Another example of bacterial-derived modulators of the host's immune responses are outer membrane vesicles (OMVs) [139]. OMVs are spherical bilayered membrane vesicles released from the surface of both Gram-negative and Gram-positive bacteria, and contain much of the biological material from the parent bacterium, but in a nonreplicative form [140, 141]. Evidence suggests that the release of OMVs provides bacteria with competitive advantages when exposed to acute and chronic host-associated stressors [142]. They may protect bacteria against innate and adaptive immune responses [143–145], antimicrobial peptides and antibiotics [146, 147]. Moreover, OMVs contain factors (e.g. siderophores) aiding in the acquisition of nutrients in an environment devoid of crucial elements such as iron [147]. Besides supporting the survival of the parent bacteria, OMVs may also play role in the progression of pulmonary diseases. Bacteria frequently associated with COPD exacerbations are known to release OMVs [148]. Furthermore, macrophages stimulated with OMVs derived from prominent airway pathogens such as P. aeruginosa, H. influenzae or M. catarrhalis release higher amounts of tumour necrosis factor-α and IL-6 [148]. Legionella-derived OMVs significantly enhanced bacterial replication in macrophages [149], and bacteria-free P. aeruginosa OMVs have been shown to potently induce pulmonary inflammation in mice [150], strengthening the idea that OMVs exert disease-promoting activities. In addition, OMVs have been shown to induce tolerance and hyporesponsiveness, thereby facilitating bacterial adherence to and internalisation by macrophages, which may contribute to clearance of the infection [149, 151]. Thus, despite our increasing knowledge on OMVs and their potential role in interkingdom communication, there is a need for further research to better understand their pathogenic properties and possible therapeutic or prophylactic implications (e.g. novel vaccines).

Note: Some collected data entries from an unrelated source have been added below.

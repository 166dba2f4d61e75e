//! Per-client admission limiter
//!
//! Fixed window counter keyed by client identity. Consulted once per run,
//! before orchestration starts; it never gates individual names. The table is
//! bounded: expired windows are swept periodically and, when full, the window
//! closest to expiry is evicted.

use chrono::{DateTime, Utc};
use ndx_common::config::RateLimitConfig;
use std::collections::HashMap;
use std::time::{Duration, Instant};
use tokio::sync::Mutex;

/// Result of one admission check
#[derive(Debug, Clone, Copy, PartialEq, Eq)]
pub enum RateDecision {
    Allowed {
        remaining: u32,
        reset_at: DateTime<Utc>,
    },
    Limited {
        retry_after_secs: u64,
        reset_at: DateTime<Utc>,
    },
}

impl RateDecision {
    pub fn is_allowed(&self) -> bool {
        matches!(self, RateDecision::Allowed { .. })
    }
}

#[derive(Debug, Clone, Copy)]
struct Window {
    count: u32,
    reset_at: Instant,
}

pub struct RateLimiter {
    windows: Mutex<HashMap<String, Window>>,
    window: Duration,
    max_requests: u32,
    max_clients: usize,
}

impl RateLimiter {
    pub fn new(config: &RateLimitConfig) -> Self {
        Self {
            windows: Mutex::new(HashMap::new()),
            window: config.window(),
            max_requests: config.max_requests,
            max_clients: config.max_clients.max(1),
        }
    }

    /// Count one request for `client_id`
    pub async fn check(&self, client_id: &str) -> RateDecision {
        self.check_at(client_id, Instant::now()).await
    }

    /// [`check`](Self::check) against an explicit clock reading
    pub async fn check_at(&self, client_id: &str, now: Instant) -> RateDecision {
        let mut windows = self.windows.lock().await;

        if !windows.contains_key(client_id) && windows.len() >= self.max_clients {
            windows.retain(|_, w| w.reset_at > now);
            if windows.len() >= self.max_clients {
                let oldest = windows
                    .iter()
                    .min_by_key(|(_, w)| w.reset_at)
                    .map(|(id, _)| id.clone());
                if let Some(id) = oldest {
                    tracing::debug!(client = %id, "Rate limit table full, evicting client");
                    windows.remove(&id);
                }
            }
        }

        let window = windows.entry(client_id.to_string()).or_insert(Window {
            count: 0,
            reset_at: now + self.window,
        });

        if now >= window.reset_at {
            *window = Window {
                count: 0,
                reset_at: now + self.window,
            };
        }

        let reset_at = wall_clock(window.reset_at, now);

        if window.count >= self.max_requests {
            let wait = window.reset_at.saturating_duration_since(now);
            let retry_after_secs = wait.as_secs() + u64::from(wait.subsec_nanos() > 0);
            tracing::info!(client = %client_id, retry_after_secs, "Rate limit exceeded");
            return RateDecision::Limited {
                retry_after_secs,
                reset_at,
            };
        }

        window.count += 1;
        RateDecision::Allowed {
            remaining: self.max_requests - window.count,
            reset_at,
        }
    }

    /// Drop expired windows; returns how many were removed
    pub async fn sweep(&self) -> usize {
        self.sweep_at(Instant::now()).await
    }

    pub async fn sweep_at(&self, now: Instant) -> usize {
        let mut windows = self.windows.lock().await;
        let before = windows.len();
        windows.retain(|_, w| w.reset_at > now);
        let removed = before - windows.len();
        if removed > 0 {
            tracing::debug!(removed, remaining = windows.len(), "Swept expired rate limit windows");
        }
        removed
    }

    pub async fn tracked_clients(&self) -> usize {
        self.windows.lock().await.len()
    }
}

fn wall_clock(instant: Instant, now: Instant) -> DateTime<Utc> {
    let ahead = instant.saturating_duration_since(now);
    Utc::now() + chrono::Duration::from_std(ahead).unwrap_or_else(|_| chrono::Duration::zero())
}

#[cfg(test)]
mod tests {
    use super::*;

    fn limiter(max_requests: u32, window_secs: u64, max_clients: usize) -> RateLimiter {
        RateLimiter::new(&RateLimitConfig {
            window_secs,
            max_requests,
            max_clients,
            sweep_interval_secs: 60,
        })
    }

    #[tokio::test]
    async fn test_allows_up_to_limit() {
        let limiter = limiter(3, 60, 10);
        let now = Instant::now();
        for expected in [2, 1, 0] {
            match limiter.check_at("a", now).await {
                RateDecision::Allowed { remaining, .. } => assert_eq!(remaining, expected),
                other => panic!("unexpected {:?}", other),
            }
        }
        match limiter.check_at("a", now + Duration::from_millis(1500)).await {
            RateDecision::Limited { retry_after_secs, .. } => assert_eq!(retry_after_secs, 59),
            other => panic!("unexpected {:?}", other),
        }
    }

    #[tokio::test]
    async fn test_clients_are_independent() {
        let limiter = limiter(1, 60, 10);
        let now = Instant::now();
        assert!(limiter.check_at("a", now).await.is_allowed());
        assert!(!limiter.check_at("a", now).await.is_allowed());
        assert!(limiter.check_at("b", now).await.is_allowed());
    }

    #[tokio::test]
    async fn test_window_resets() {
        let limiter = limiter(1, 60, 10);
        let now = Instant::now();
        assert!(limiter.check_at("a", now).await.is_allowed());
        assert!(!limiter.check_at("a", now).await.is_allowed());
        assert!(limiter.check_at("a", now + Duration::from_secs(60)).await.is_allowed());
    }

    #[tokio::test]
    async fn test_table_is_bounded() {
        let limiter = limiter(5, 60, 2);
        let now = Instant::now();
        limiter.check_at("a", now).await;
        limiter.check_at("b", now + Duration::from_secs(1)).await;
        limiter.check_at("c", now + Duration::from_secs(2)).await;
        assert_eq!(limiter.tracked_clients().await, 2);

        // "a" had the earliest reset and was evicted, so it starts fresh
        match limiter.check_at("a", now + Duration::from_secs(3)).await {
            RateDecision::Allowed { remaining, .. } => assert_eq!(remaining, 4),
            other => panic!("unexpected {:?}", other),
        }
    }

    #[tokio::test]
    async fn test_sweep_removes_expired() {
        let limiter = limiter(5, 10, 100);
        let now = Instant::now();
        limiter.check_at("a", now).await;
        limiter.check_at("b", now + Duration::from_secs(5)).await;

        assert_eq!(limiter.sweep_at(now + Duration::from_secs(11)).await, 1);
        assert_eq!(limiter.tracked_clients().await, 1);
    }

    #[tokio::test]
    async fn test_concurrent_checks_do_not_undercount() {
        let limiter = std::sync::Arc::new(limiter(50, 60, 10));
        let handles: Vec<_> = (0..100)
            .map(|_| {
                let limiter = limiter.clone();
                tokio::spawn(async move { limiter.check("shared").await.is_allowed() })
            })
            .collect();

        let mut allowed = 0;
        for handle in handles {
            if handle.await.unwrap() {
                allowed += 1;
            }
        }
        assert_eq!(allowed, 50);
    }
}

An interesting alternative to FMT or probiotic bacteria might be to use immune-modulatory microbial metabolites or “beneficial” OMVs. Such chemically defined bacterial substances could be produced at large scale under controlled conditions, applied in defined (effective) doses both systemically or locally, and may have fewer adverse side-effects, i.e. in immunocompromised patients, compared to live bacteria [152]. Several studies have already used defined bacterial metabolites to treat AAD in mice. LPS from Escherichia coli O111 [153], bacterial polysaccharide A [154], oligodeoxynucleotides with bacterial CpG motifs [155], flagellin B [156], short-chain fatty acids [47], D-tryptophan [157] and the neutrophil-activating protein from Helicobacter pylori [158] all suppressed airway eosinophilia and type 2 T-helper cell-mediated immune responses in murine models of AAD. Likewise, several molecules from the parasite helminths have now been identified, among which excretory–secretory (ES)-62 and cystatin (AvCystatin) from Acanthocheilonema vitae, TGF-β mimic (TGM) and Heligmosomoides polygyrus alarmin release inhibitor (HpARI) from H. polygyrus and IL-4-inducing principle from schistosome eggs (IPSE) are the most promising, with effects in allergic asthma models [159–163].

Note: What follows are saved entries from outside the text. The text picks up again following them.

//! Classification providers
//!
//! Every provider implements [`Classifier`] for one analysis type. The
//! [`ProviderRegistry`] maps `(analysis type, provider id)` pairs to
//! classifiers and is built once at startup; unknown pairs and missing
//! credentials are rejected before a run starts.

pub mod genderize;
pub mod model_backed;
pub mod simple;

pub use genderize::GenderizeClassifier;
pub use model_backed::ModelClassifier;
pub use simple::SimpleClassifier;

use crate::models::{AnalysisRequest, Credentials};
use async_trait::async_trait;
use ndx_common::api::{AnalysisType, Prediction, ProviderId};
use ndx_common::config::ServiceConfig;
use reqwest::Client;
use std::collections::HashMap;
use std::sync::Arc;
use std::time::Duration;
use thiserror::Error;

/// User-Agent sent with every outbound request
pub const USER_AGENT: &str = concat!("NDX-Analyzer/", env!("CARGO_PKG_VERSION"));

const CONNECT_TIMEOUT: Duration = Duration::from_secs(5);

/// Failure of one classifier call for one name
///
/// Recovered by the orchestrator's fallback policy; never fails a run.
#[derive(Debug, Clone, Error)]
pub enum ProviderError {
    #[error("Network error: {0}")]
    Network(String),

    #[error("Request timed out after {0:?}")]
    Timeout(Duration),

    #[error("API error {status}: {body}")]
    Api { status: u16, body: String },

    #[error("Parse error: {0}")]
    Parse(String),

    #[error("{0} API key not configured")]
    MissingCredential(&'static str),
}

impl From<reqwest::Error> for ProviderError {
    fn from(err: reqwest::Error) -> Self {
        if err.is_timeout() {
            ProviderError::Network(format!("request timed out: {}", err))
        } else if err.is_decode() {
            ProviderError::Parse(err.to_string())
        } else {
            ProviderError::Network(err.to_string())
        }
    }
}

/// Run-level configuration problem, reported before any name is processed
#[derive(Debug, Clone, PartialEq, Eq, Error)]
pub enum ConfigurationError {
    #[error("Provider {provider} does not support {analysis_type} analysis")]
    UnsupportedProvider {
        analysis_type: AnalysisType,
        provider: ProviderId,
    },

    #[error("{} API key not configured", .provider.display_name())]
    MissingCredential { provider: ProviderId },
}

/// Single classification capability
#[async_trait]
pub trait Classifier: Send + Sync {
    /// Provider this classifier implements
    fn provider(&self) -> ProviderId;

    /// Whether a credential must be present before a run may start
    fn requires_credential(&self) -> bool {
        self.provider().requires_credential()
    }

    /// Classify one first name
    ///
    /// Failures may be reported either as `Err` or as an `Ok` prediction with
    /// `error` set; the orchestrator treats both as a primary failure.
    async fn classify(
        &self,
        first_name: &str,
        credentials: &Credentials,
    ) -> Result<Prediction, ProviderError>;
}

/// Static capability table: `(analysis type, provider id) -> classifier`
#[derive(Clone, Default)]
pub struct ProviderRegistry {
    classifiers: HashMap<(AnalysisType, ProviderId), Arc<dyn Classifier>>,
}

impl ProviderRegistry {
    pub fn new() -> Self {
        Self::default()
    }

    /// Registry with every built-in gender classifier
    pub fn from_config(config: &ServiceConfig) -> ndx_common::Result<Self> {
        let timeout = config.pipeline.provider_timeout();
        let providers = &config.providers;
        let client = http_client(timeout)?;

        let mut registry = Self::new();
        registry.register(AnalysisType::Gender, Arc::new(SimpleClassifier::new()));
        registry.register(
            AnalysisType::Gender,
            Arc::new(GenderizeClassifier::new(
                client.clone(),
                providers.genderize_url.clone(),
            )),
        );
        registry.register(
            AnalysisType::Gender,
            Arc::new(ModelClassifier::openrouter(
                client.clone(),
                providers.openrouter_url.clone(),
                providers.openrouter_model.clone(),
                providers.app_url.clone(),
            )),
        );
        registry.register(
            AnalysisType::Gender,
            Arc::new(ModelClassifier::perplexity(
                client,
                providers.perplexity_url.clone(),
                providers.perplexity_model.clone(),
            )),
        );

        tracing::info!(
            classifiers = registry.len(),
            timeout_secs = timeout.as_secs(),
            "Provider registry initialized"
        );
        Ok(registry)
    }

    /// Add or replace the classifier for its provider under `analysis_type`
    pub fn register(&mut self, analysis_type: AnalysisType, classifier: Arc<dyn Classifier>) {
        self.classifiers
            .insert((analysis_type, classifier.provider()), classifier);
    }

    pub fn get(
        &self,
        analysis_type: AnalysisType,
        provider: ProviderId,
    ) -> Option<Arc<dyn Classifier>> {
        self.classifiers.get(&(analysis_type, provider)).cloned()
    }

    pub fn supports(&self, analysis_type: AnalysisType, provider: ProviderId) -> bool {
        self.classifiers.contains_key(&(analysis_type, provider))
    }

    fn len(&self) -> usize {
        self.classifiers.len()
    }

    /// Check that every requested pair is registered and has its credential
    pub fn preflight(
        &self,
        request: &AnalysisRequest,
        credentials: &Credentials,
    ) -> Result<(), ConfigurationError> {
        for &analysis_type in &request.analysis_types {
            let provider = request
                .provider_for(analysis_type)
                .ok_or(ConfigurationError::UnsupportedProvider {
                    analysis_type,
                    provider: ProviderId::Simple,
                })?;

            let classifier = self.get(analysis_type, provider).ok_or(
                ConfigurationError::UnsupportedProvider {
                    analysis_type,
                    provider,
                },
            )?;

            if classifier.requires_credential() && !credentials.contains(provider) {
                return Err(ConfigurationError::MissingCredential { provider });
            }
        }
        Ok(())
    }
}

impl std::fmt::Debug for ProviderRegistry {
    fn fmt(&self, f: &mut std::fmt::Formatter<'_>) -> std::fmt::Result {
        let mut pairs: Vec<_> = self.classifiers.keys().collect();
        pairs.sort();
        f.debug_struct("ProviderRegistry").field("pairs", &pairs).finish()
    }
}

/// Shared outbound HTTP client
pub fn http_client(timeout: Duration) -> ndx_common::Result<Client> {
    Client::builder()
        .timeout(timeout)
        .connect_timeout(CONNECT_TIMEOUT.min(timeout))
        .user_agent(USER_AGENT)
        .build()
        .map_err(|e| ndx_common::Error::Internal(format!("Failed to build HTTP client: {}", e)))
}

/// Loose format check for model-backed provider keys
///
/// OpenRouter keys start with `sk-or-`, Perplexity keys with `pplx-`; both are
/// at least 20 characters. Key-less providers accept anything.
pub fn validate_api_key_format(provider: ProviderId, key: &str) -> bool {
    const MIN_KEY_LEN: usize = 20;

    let key = key.trim();
    match provider {
        ProviderId::OpenRouter => key.starts_with("sk-or-") && key.len() >= MIN_KEY_LEN,
        ProviderId::Perplexity => key.starts_with("pplx-") && key.len() >= MIN_KEY_LEN,
        ProviderId::Simple | ProviderId::Genderize => true,
    }
}

#[cfg(test)]
mod tests {
    use super::*;
    use ndx_common::api::Gender;
    use std::collections::BTreeMap;

    struct NeedsKey;

    #[async_trait]
    impl Classifier for NeedsKey {
        fn provider(&self) -> ProviderId {
            ProviderId::OpenRouter
        }

        async fn classify(
            &self,
            _first_name: &str,
            _credentials: &Credentials,
        ) -> Result<Prediction, ProviderError> {
            Ok(Prediction::new(Gender::Male, 85, ProviderId::OpenRouter))
        }
    }

    fn request(analysis_type: AnalysisType, provider: ProviderId) -> AnalysisRequest {
        let mut providers = BTreeMap::new();
        providers.insert(analysis_type, provider);
        AnalysisRequest {
            names: vec!["Maria".to_string()],
            analysis_types: vec![analysis_type],
            providers,
            credentials: Credentials::new(),
            batch_size: 10,
        }
    }

    #[test]
    fn test_from_config_registers_gender_providers() {
        let registry = ProviderRegistry::from_config(&ServiceConfig::default()).unwrap();
        for provider in ProviderId::ALL {
            assert!(registry.supports(AnalysisType::Gender, provider));
            assert!(!registry.supports(AnalysisType::Origin, provider));
        }
    }

    #[test]
    fn test_preflight_unknown_pair() {
        let registry = ProviderRegistry::from_config(&ServiceConfig::default()).unwrap();
        let err = registry
            .preflight(&request(AnalysisType::Age, ProviderId::Simple), &Credentials::new())
            .unwrap_err();
        assert_eq!(
            err,
            ConfigurationError::UnsupportedProvider {
                analysis_type: AnalysisType::Age,
                provider: ProviderId::Simple
            }
        );
    }

    #[test]
    fn test_preflight_missing_credential() {
        let mut registry = ProviderRegistry::new();
        registry.register(AnalysisType::Gender, Arc::new(NeedsKey));
        let req = request(AnalysisType::Gender, ProviderId::OpenRouter);

        let err = registry.preflight(&req, &Credentials::new()).unwrap_err();
        assert_eq!(err.to_string(), "OpenRouter API key not configured");

        let credentials: Credentials =
            [(ProviderId::OpenRouter, "sk-or-abc".to_string())].into_iter().collect();
        assert!(registry.preflight(&req, &credentials).is_ok());
    }

    #[test]
    fn test_register_replaces_existing() {
        let mut registry = ProviderRegistry::new();
        registry.register(AnalysisType::Gender, Arc::new(NeedsKey));
        registry.register(AnalysisType::Gender, Arc::new(NeedsKey));
        assert_eq!(registry.len(), 1);
    }

    #[test]
    fn test_key_format() {
        assert!(validate_api_key_format(ProviderId::OpenRouter, "sk-or-v1-0123456789abcdef"));
        assert!(!validate_api_key_format(ProviderId::OpenRouter, "sk-or-short"));
        assert!(!validate_api_key_format(ProviderId::OpenRouter, "pplx-0123456789abcdefgh"));
        assert!(validate_api_key_format(ProviderId::Perplexity, "pplx-0123456789abcdefgh"));
        assert!(validate_api_key_format(ProviderId::Genderize, ""));
    }
}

Nevertheless, there are significant limitations concerning the use of bacterial or parasite metabolites for therapeutic or preventative approaches. These molecules have a very narrow window of beneficial and therapeutic doses, which might be difficult to control in local tissues. Furthermore, the detailed mechanisms of action remain largely unknown, hampering translation to human studies. And finally, single metabolites, just as single bacterial strains, might not be sufficiently effective to treat or prevent complex chronic diseases with highly aberrant gut and lung microenvironments. Thus, further studies are urgently needed to determine the mode of action, but also the efficacy of single or combined metabolites to develop novel metabolite-based treatment options.